The majority of pundits will tell you and have already written that Dunfermline needs an extra quarter mile. Well, in spite of being more of a boy in a man's world than a pundit, lean still see the Queen's horse pull it off. She not only ran a tremendous race first time out this year at Sandown Park recently, but she is trained by Major Dick Horn who must now be regarded as one of the best trainers in Britain since the War. My informant in his yard, a totally trustworthy man, not given to shooting his mouth off or making a fool of himself in Berkshire

betting shops, tells me that Dunfermline is in excellent nick and I'm not all that put off by Lord Porchester's comment to The Times's man to the effect that they'd like a bit more rain to blunt the speed of the middle-distance specialists. At the time of writing, the weather seems to be breaking, and anyway they're generous with their watering system at Ascot.

Incidentally, they're generous with other things at Ascot too and it came as a great surprise to me to see a well-known spiv who has received various kinds of hospitality from Her Majesty receive yet more in the shape of a pass into the Royal Enclosure last month. Ascot is an extraordinary set-up.

There are odd rules about getting into it — it's the only course I know where you have to wear a tie in the Members Enclosure — and yet during the Royal meeting the place is full of upper-middle-class hooligans.
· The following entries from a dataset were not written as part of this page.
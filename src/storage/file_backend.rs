//! File-backed roaming settings.
//!
//! The snapshot is stored as one JSON object (`{"key": "value", ...}`).
//! Saves write a sibling temp file and rename it over the target so a
//! crash never leaves a half-written file.

use std::collections::BTreeMap;
use std::path::{Path, PathBuf};

use async_trait::async_trait;
use dashmap::DashMap;

use super::backend::{check_quota, RoamingError, RoamingSettings};

/// Roaming settings persisted to a local JSON file.
pub struct FileRoamingSettings {
    path: PathBuf,
    local: DashMap<String, String>,
    value_quota: usize,
}

impl FileRoamingSettings {
    /// Open the settings file at `path`.
    ///
    /// A missing file is treated as empty settings.
    pub async fn open(path: impl Into<PathBuf>, value_quota: usize) -> Result<Self, RoamingError> {
        let path = path.into();
        let local = DashMap::new();

        match tokio::fs::read_to_string(&path).await {
            Ok(contents) if !contents.trim().is_empty() => {
                let entries: BTreeMap<String, String> = serde_json::from_str(&contents)?;
                for (key, value) in entries {
                    local.insert(key, value);
                }
                tracing::debug!(path = %path.display(), entries = local.len(), "Loaded roaming settings file");
            }
            Ok(_) => {}
            Err(e) if e.kind() == std::io::ErrorKind::NotFound => {
                tracing::debug!(path = %path.display(), "No roaming settings file yet");
            }
            Err(e) => return Err(RoamingError::Io(e)),
        }

        Ok(Self {
            path,
            local,
            value_quota,
        })
    }

    /// Path of the backing file.
    pub fn path(&self) -> &Path {
        &self.path
    }

    fn temp_path(&self) -> PathBuf {
        let mut name = self
            .path
            .file_name()
            .map(|n| n.to_os_string())
            .unwrap_or_default();
        name.push(".tmp");
        self.path.with_file_name(name)
    }
}

#[async_trait]
impl RoamingSettings for FileRoamingSettings {
    fn backend_name(&self) -> &'static str {
        "file"
    }

    fn get(&self, key: &str) -> Option<String> {
        self.local.get(key).map(|v| v.value().clone())
    }

    fn set(&self, key: &str, value: String) {
        self.local.insert(key.to_string(), value);
    }

    fn remove(&self, key: &str) {
        self.local.remove(key);
    }

    async fn save_async(&self) -> Result<(), RoamingError> {
        let snapshot: BTreeMap<String, String> = self
            .local
            .iter()
            .map(|e| (e.key().clone(), e.value().clone()))
            .collect();
        check_quota(&snapshot, self.value_quota)?;

        let encoded = serde_json::to_string_pretty(&snapshot)?;

        if let Some(parent) = self.path.parent() {
            if !parent.as_os_str().is_empty() {
                tokio::fs::create_dir_all(parent).await?;
            }
        }

        let temp = self.temp_path();
        tokio::fs::write(&temp, encoded.as_bytes()).await?;
        tokio::fs::rename(&temp, &self.path).await?;

        tracing::debug!(
            path = %self.path.display(),
            entries = snapshot.len(),
            "Roaming settings saved to file"
        );
        Ok(())
    }
}

#[cfg(test)]
mod tests {
    use super::*;
    use crate::storage::DEFAULT_VALUE_QUOTA;

    #[tokio::test]
    async fn test_missing_file_is_empty() {
        let dir = tempfile::tempdir().unwrap();
        let backend = FileRoamingSettings::open(dir.path().join("settings.json"), DEFAULT_VALUE_QUOTA)
            .await
            .unwrap();

        assert!(backend.get("anything").is_none());
    }

    #[tokio::test]
    async fn test_save_and_reopen() {
        let dir = tempfile::tempdir().unwrap();
        let path = dir.path().join("nested").join("settings.json");

        let backend = FileRoamingSettings::open(&path, DEFAULT_VALUE_QUOTA).await.unwrap();
        backend.set("cw_snippets_v1", "[]".to_string());
        backend.save_async().await.unwrap();

        let reopened = FileRoamingSettings::open(&path, DEFAULT_VALUE_QUOTA).await.unwrap();
        assert_eq!(reopened.get("cw_snippets_v1").as_deref(), Some("[]"));
        assert!(!backend.temp_path().exists());
    }

    #[tokio::test]
    async fn test_unsaved_changes_are_not_on_disk() {
        let dir = tempfile::tempdir().unwrap();
        let path = dir.path().join("settings.json");

        let backend = FileRoamingSettings::open(&path, DEFAULT_VALUE_QUOTA).await.unwrap();
        backend.set("key", "value".to_string());

        let reopened = FileRoamingSettings::open(&path, DEFAULT_VALUE_QUOTA).await.unwrap();
        assert!(reopened.get("key").is_none());
    }

    #[tokio::test]
    async fn test_over_quota_save_leaves_file_alone() {
        let dir = tempfile::tempdir().unwrap();
        let path = dir.path().join("settings.json");

        let backend = FileRoamingSettings::open(&path, 8).await.unwrap();
        backend.set("key", "small".to_string());
        backend.save_async().await.unwrap();
        let before = tokio::fs::read_to_string(&path).await.unwrap();

        backend.set("key", "far too long".to_string());
        let result = backend.save_async().await;

        assert!(matches!(
            result,
            Err(RoamingError::QuotaExceeded { ref key, len: 12, limit: 8 }) if key == "key"
        ));
        assert_eq!(tokio::fs::read_to_string(&path).await.unwrap(), before);
        assert!(!backend.temp_path().exists());
    }

    #[tokio::test]
    async fn test_corrupt_file_is_an_error() {
        let dir = tempfile::tempdir().unwrap();
        let path = dir.path().join("settings.json");
        tokio::fs::write(&path, "not json").await.unwrap();

        let result = FileRoamingSettings::open(&path, DEFAULT_VALUE_QUOTA).await;
        assert!(matches!(result, Err(RoamingError::Serialization(_))));
    }
}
Never was there a better example of it being 'good fun' to throw bread rolls at people or to get paralytic on champagne but hooliganism when the same deeds are perpetrated by the lower orders. The Queen Mother's trainer, the late Major Cazalet, would have been an ideal man to run Ascot. He once said that only people like himself and the Royal Family should be allowed to watch racing since the sport was far too good for the working classes. No doubt Auberon Waugh would agree with him. But we do have to let the bookmakers in, don't we?

Actually, recent experiences at Newbury are beginning to make me doubt that and I am becoming more and more of a Tote man. At the risk of boring you with a small post mortem I must explain that 'Honest Joe' is becoming more and more of a shit. Last Friday I backed Middleton Sam which obliged at 8-1 and didn't bother to check the pay-out since it shouldn't be necessary. That evening I discovered I had been paid 6-1. When I approached the bookie on Saturday he said he hadn't totted up his book yet (lies, lies), but admitted that he might owe me £8 minus tax. He then asked me why not collect it at Windsor on Monday evening and I told him because I didn't intend to go to that dump. All right then, why not punt it now and we'd settle up at the end of this week? This is an ancient comeon, the idea being I should back a loser with what I am owed so that I am no longer owed it. In the event I said, 'All right, I'll have £8 to win Blue Promise.' The horse skated in at 3-1. So I am now owed £32 minus tax. Do you know, the sod expects me to leave it until Ascot tomorrow? It's odds on he'll manufacture another misunderstanding and attempt to persuade me to have the lot on the big race and lose it. As I say, if I wasn't hard pressed for the wherewithal for a couple of paltry bills I'd put it on Dunfermline which, I suppose, makes Acamas a certainty. The ointment, though, is full of flies. What if Mr Shoemaker could hold up Hawaiian Sound for once and save him for the last two furlongs? It all adds up to being a tremendous race and I advise you to partake of some of that hospitality on Saturday.